Exercise:
Output every record below precisely as it is written.

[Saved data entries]

Start of Block

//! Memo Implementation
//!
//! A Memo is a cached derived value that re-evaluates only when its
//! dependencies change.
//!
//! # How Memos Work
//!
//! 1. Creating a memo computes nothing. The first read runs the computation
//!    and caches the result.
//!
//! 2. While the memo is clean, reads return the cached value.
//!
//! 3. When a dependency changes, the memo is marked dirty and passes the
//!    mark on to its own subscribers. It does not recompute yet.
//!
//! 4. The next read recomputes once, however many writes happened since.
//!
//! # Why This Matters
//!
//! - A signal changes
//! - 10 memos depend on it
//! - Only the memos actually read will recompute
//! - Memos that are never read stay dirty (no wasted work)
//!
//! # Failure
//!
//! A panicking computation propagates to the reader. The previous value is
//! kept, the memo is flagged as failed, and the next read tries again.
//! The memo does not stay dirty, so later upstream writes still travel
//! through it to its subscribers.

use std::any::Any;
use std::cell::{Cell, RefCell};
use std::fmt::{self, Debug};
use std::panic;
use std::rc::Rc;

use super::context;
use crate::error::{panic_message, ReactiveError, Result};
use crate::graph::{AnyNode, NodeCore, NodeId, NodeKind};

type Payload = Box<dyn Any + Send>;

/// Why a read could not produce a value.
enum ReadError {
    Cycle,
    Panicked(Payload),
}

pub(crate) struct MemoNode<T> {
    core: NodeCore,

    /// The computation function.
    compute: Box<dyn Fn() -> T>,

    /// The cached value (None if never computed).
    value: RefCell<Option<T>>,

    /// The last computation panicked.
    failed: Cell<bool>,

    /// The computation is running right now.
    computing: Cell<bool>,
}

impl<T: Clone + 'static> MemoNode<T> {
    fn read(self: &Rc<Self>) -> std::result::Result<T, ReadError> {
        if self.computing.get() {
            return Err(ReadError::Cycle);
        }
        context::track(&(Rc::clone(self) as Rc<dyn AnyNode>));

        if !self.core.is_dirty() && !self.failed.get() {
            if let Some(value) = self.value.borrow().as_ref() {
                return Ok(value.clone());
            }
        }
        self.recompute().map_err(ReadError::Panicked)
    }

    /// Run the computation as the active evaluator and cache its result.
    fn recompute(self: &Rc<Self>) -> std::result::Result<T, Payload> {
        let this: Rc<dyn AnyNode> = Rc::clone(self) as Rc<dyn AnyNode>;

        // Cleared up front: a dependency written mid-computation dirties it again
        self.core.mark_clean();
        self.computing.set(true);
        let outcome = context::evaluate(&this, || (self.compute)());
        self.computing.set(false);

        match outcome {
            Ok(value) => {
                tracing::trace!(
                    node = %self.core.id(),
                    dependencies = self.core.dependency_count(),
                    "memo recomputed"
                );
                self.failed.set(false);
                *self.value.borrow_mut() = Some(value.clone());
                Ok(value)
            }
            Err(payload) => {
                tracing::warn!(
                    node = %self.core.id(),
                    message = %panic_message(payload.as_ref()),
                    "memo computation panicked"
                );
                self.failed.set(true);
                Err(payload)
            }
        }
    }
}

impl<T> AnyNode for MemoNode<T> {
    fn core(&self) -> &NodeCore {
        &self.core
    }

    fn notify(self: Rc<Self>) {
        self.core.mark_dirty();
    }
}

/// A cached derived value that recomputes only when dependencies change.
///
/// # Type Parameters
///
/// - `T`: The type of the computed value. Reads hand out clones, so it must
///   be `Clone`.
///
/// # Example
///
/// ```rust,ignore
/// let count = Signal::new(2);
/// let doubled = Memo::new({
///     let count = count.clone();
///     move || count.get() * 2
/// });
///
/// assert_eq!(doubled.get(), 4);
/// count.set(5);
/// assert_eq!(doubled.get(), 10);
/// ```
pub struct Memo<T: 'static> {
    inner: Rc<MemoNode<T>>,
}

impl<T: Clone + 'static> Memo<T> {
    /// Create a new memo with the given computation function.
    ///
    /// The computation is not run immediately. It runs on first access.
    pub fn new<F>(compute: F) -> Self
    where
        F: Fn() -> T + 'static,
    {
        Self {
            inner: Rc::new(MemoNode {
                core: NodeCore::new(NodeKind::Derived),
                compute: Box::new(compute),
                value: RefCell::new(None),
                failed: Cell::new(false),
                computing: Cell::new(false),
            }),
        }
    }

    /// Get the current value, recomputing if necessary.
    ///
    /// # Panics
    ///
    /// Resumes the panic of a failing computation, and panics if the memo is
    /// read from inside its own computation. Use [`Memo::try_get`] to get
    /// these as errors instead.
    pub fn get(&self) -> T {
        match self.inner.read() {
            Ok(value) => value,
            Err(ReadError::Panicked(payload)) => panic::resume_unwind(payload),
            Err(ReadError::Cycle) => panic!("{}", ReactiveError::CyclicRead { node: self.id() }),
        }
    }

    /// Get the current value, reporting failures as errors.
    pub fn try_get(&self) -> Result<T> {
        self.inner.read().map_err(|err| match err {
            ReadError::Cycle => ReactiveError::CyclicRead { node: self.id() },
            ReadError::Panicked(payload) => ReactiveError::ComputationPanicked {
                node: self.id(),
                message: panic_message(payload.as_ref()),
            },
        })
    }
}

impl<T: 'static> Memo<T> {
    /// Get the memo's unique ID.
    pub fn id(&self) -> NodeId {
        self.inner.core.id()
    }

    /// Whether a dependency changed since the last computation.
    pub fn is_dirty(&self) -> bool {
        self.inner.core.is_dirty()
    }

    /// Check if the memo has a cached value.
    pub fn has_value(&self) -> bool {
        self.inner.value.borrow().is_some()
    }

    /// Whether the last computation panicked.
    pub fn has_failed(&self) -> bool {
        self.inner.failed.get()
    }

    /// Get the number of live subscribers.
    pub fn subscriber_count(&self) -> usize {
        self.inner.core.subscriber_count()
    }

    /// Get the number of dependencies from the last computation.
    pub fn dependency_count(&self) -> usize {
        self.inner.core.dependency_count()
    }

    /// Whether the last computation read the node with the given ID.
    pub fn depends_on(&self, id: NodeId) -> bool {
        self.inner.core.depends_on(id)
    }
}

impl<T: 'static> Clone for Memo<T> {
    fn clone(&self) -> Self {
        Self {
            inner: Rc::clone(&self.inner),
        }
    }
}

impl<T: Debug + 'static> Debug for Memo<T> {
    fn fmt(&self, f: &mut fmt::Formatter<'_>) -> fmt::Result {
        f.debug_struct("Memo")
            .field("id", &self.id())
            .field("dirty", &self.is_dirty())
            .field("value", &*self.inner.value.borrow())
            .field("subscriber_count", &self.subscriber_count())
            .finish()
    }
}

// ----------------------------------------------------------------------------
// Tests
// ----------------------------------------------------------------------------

End of Block

Result of the task:
//! Memo Implementation
//!
//! A Memo is a cached derived value that re-evaluates only when its
//! dependencies change.
//!
//! # How Memos Work
//!
//! 1. Creating a memo computes nothing. The first read runs the computation
//!    and caches the result.
//!
//! 2. While the memo is clean, reads return the cached value.
//!
//! 3. When a dependency changes, the memo is marked dirty and passes the
//!    mark on to its own subscribers. It does not recompute yet.
//!
//! 4. The next read recomputes once, however many writes happened since.
//!
//! # Why This Matters
//!
//! - A signal changes
//! - 10 memos depend on it
//! - Only the memos actually read will recompute
//! - Memos that are never read stay dirty (no wasted work)
//!
//! # Failure
//!
//! A panicking computation propagates to the reader. The previous value is
//! kept, the memo is flagged as failed, and the next read tries again.
//! The memo does not stay dirty, so later upstream writes still travel
//! through it to its subscribers.

use std::any::Any;
use std::cell::{Cell, RefCell};
use std::fmt::{self, Debug};
use std::panic;
use std::rc::Rc;

use super::context;
use crate::error::{panic_message, ReactiveError, Result};
use crate::graph::{AnyNode, NodeCore, NodeId, NodeKind};

type Payload = Box<dyn Any + Send>;

/// Why a read could not produce a value.
enum ReadError {
    Cycle,
    Panicked(Payload),
}

pub(crate) struct MemoNode<T> {
    core: NodeCore,

    /// The computation function.
    compute: Box<dyn Fn() -> T>,

    /// The cached value (None if never computed).
    value: RefCell<Option<T>>,

    /// The last computation panicked.
    failed: Cell<bool>,

    /// The computation is running right now.
    computing: Cell<bool>,
}

impl<T: Clone + 'static> MemoNode<T> {
    fn read(self: &Rc<Self>) -> std::result::Result<T, ReadError> {
        if self.computing.get() {
            return Err(ReadError::Cycle);
        }
        context::track(&(Rc::clone(self) as Rc<dyn AnyNode>));

        if !self.core.is_dirty() && !self.failed.get() {
            if let Some(value) = self.value.borrow().as_ref() {
                return Ok(value.clone());
            }
        }
        self.recompute().map_err(ReadError::Panicked)
    }

    /// Run the computation as the active evaluator and cache its result.
    fn recompute(self: &Rc<Self>) -> std::result::Result<T, Payload> {
        let this: Rc<dyn AnyNode> = Rc::clone(self) as Rc<dyn AnyNode>;

        // Cleared up front: a dependency written mid-computation dirties it again
        self.core.mark_clean();
        self.computing.set(true);
        let outcome = context::evaluate(&this, || (self.compute)());
        self.computing.set(false);

        match outcome {
            Ok(value) => {
                tracing::trace!(
                    node = %self.core.id(),
                    dependencies = self.core.dependency_count(),
                    "memo recomputed"
                );
                self.failed.set(false);
                *self.value.borrow_mut() = Some(value.clone());
                Ok(value)
            }
            Err(payload) => {
                tracing::warn!(
                    node = %self.core.id(),
                    message = %panic_message(payload.as_ref()),
                    "memo computation panicked"
                );
                self.failed.set(true);
                Err(payload)
            }
        }
    }
}

impl<T> AnyNode for MemoNode<T> {
    fn core(&self) -> &NodeCore {
        &self.core
    }

    fn notify(self: Rc<Self>) {
        self.core.mark_dirty();
    }
}

/// A cached derived value that recomputes only when dependencies change.
///
/// # Type Parameters
///
/// - `T`: The type of the computed value. Reads hand out clones, so it must
///   be `Clone`.
///
/// # Example
///
/// ```rust,ignore
/// let count = Signal::new(2);
/// let doubled = Memo::new({
///     let count = count.clone();
///     move || count.get() * 2
/// });
///
/// assert_eq!(doubled.get(), 4);
/// count.set(5);
/// assert_eq!(doubled.get(), 10);
/// ```
pub struct Memo<T: 'static> {
    inner: Rc<MemoNode<T>>,
}

impl<T: Clone + 'static> Memo<T> {
    /// Create a new memo with the given computation function.
    ///
    /// The computation is not run immediately. It runs on first access.
    pub fn new<F>(compute: F) -> Self
    where
        F: Fn() -> T + 'static,
    {
        Self {
            inner: Rc::new(MemoNode {
                core: NodeCore::new(NodeKind::Derived),
                compute: Box::new(compute),
                value: RefCell::new(None),
                failed: Cell::new(false),
                computing: Cell::new(false),
            }),
        }
    }

    /// Get the current value, recomputing if necessary.
    ///
    /// # Panics
    ///
    /// Resumes the panic of a failing computation, and panics if the memo is
    /// read from inside its own computation. Use [`Memo::try_get`] to get
    /// these as errors instead.
    pub fn get(&self) -> T {
        match self.inner.read() {
            Ok(value) => value,
            Err(ReadError::Panicked(payload)) => panic::resume_unwind(payload),
            Err(ReadError::Cycle) => panic!("{}", ReactiveError::CyclicRead { node: self.id() }),
        }
    }

    /// Get the current value, reporting failures as errors.
    pub fn try_get(&self) -> Result<T> {
        self.inner.read().map_err(|err| match err {
            ReadError::Cycle => ReactiveError::CyclicRead { node: self.id() },
            ReadError::Panicked(payload) => ReactiveError::ComputationPanicked {
                node: self.id(),
                message: panic_message(payload.as_ref()),
            },
        })
    }
}

impl<T: 'static> Memo<T> {
    /// Get the memo's unique ID.
    pub fn id(&self) -> NodeId {
        self.inner.core.id()
    }

    /// Whether a dependency changed since the last computation.
    pub fn is_dirty(&self) -> bool {
        self.inner.core.is_dirty()
    }

    /// Check if the memo has a cached value.
    pub fn has_value(&self) -> bool {
        self.inner.value.borrow().is_some()
    }

    /// Whether the last computation panicked.
    pub fn has_failed(&self) -> bool {
        self.inner.failed.get()
    }

    /// Get the number of live subscribers.
    pub fn subscriber_count(&self) -> usize {
        self.inner.core.subscriber_count()
    }

    /// Get the number of dependencies from the last computation.
    pub fn dependency_count(&self) -> usize {
        self.inner.core.dependency_count()
    }

    /// Whether the last computation read the node with the given ID.
    pub fn depends_on(&self, id: NodeId) -> bool {
        self.inner.core.depends_on(id)
    }
}

impl<T: 'static> Clone for Memo<T> {
    fn clone(&self) -> Self {
        Self {
            inner: Rc::clone(&self.inner),
        }
    }
}

impl<T: Debug + 'static> Debug for Memo<T> {
    fn fmt(&self, f: &mut fmt::Formatter<'_>) -> fmt::Result {
        f.debug_struct("Memo")
            .field("id", &self.id())
            .field("dirty", &self.is_dirty())
            .field("value", &*self.inner.value.borrow())
            .field("subscriber_count", &self.subscriber_count())
            .finish()
    }
}

// ----------------------------------------------------------------------------
// Tests
// ----------------------------------------------------------------------------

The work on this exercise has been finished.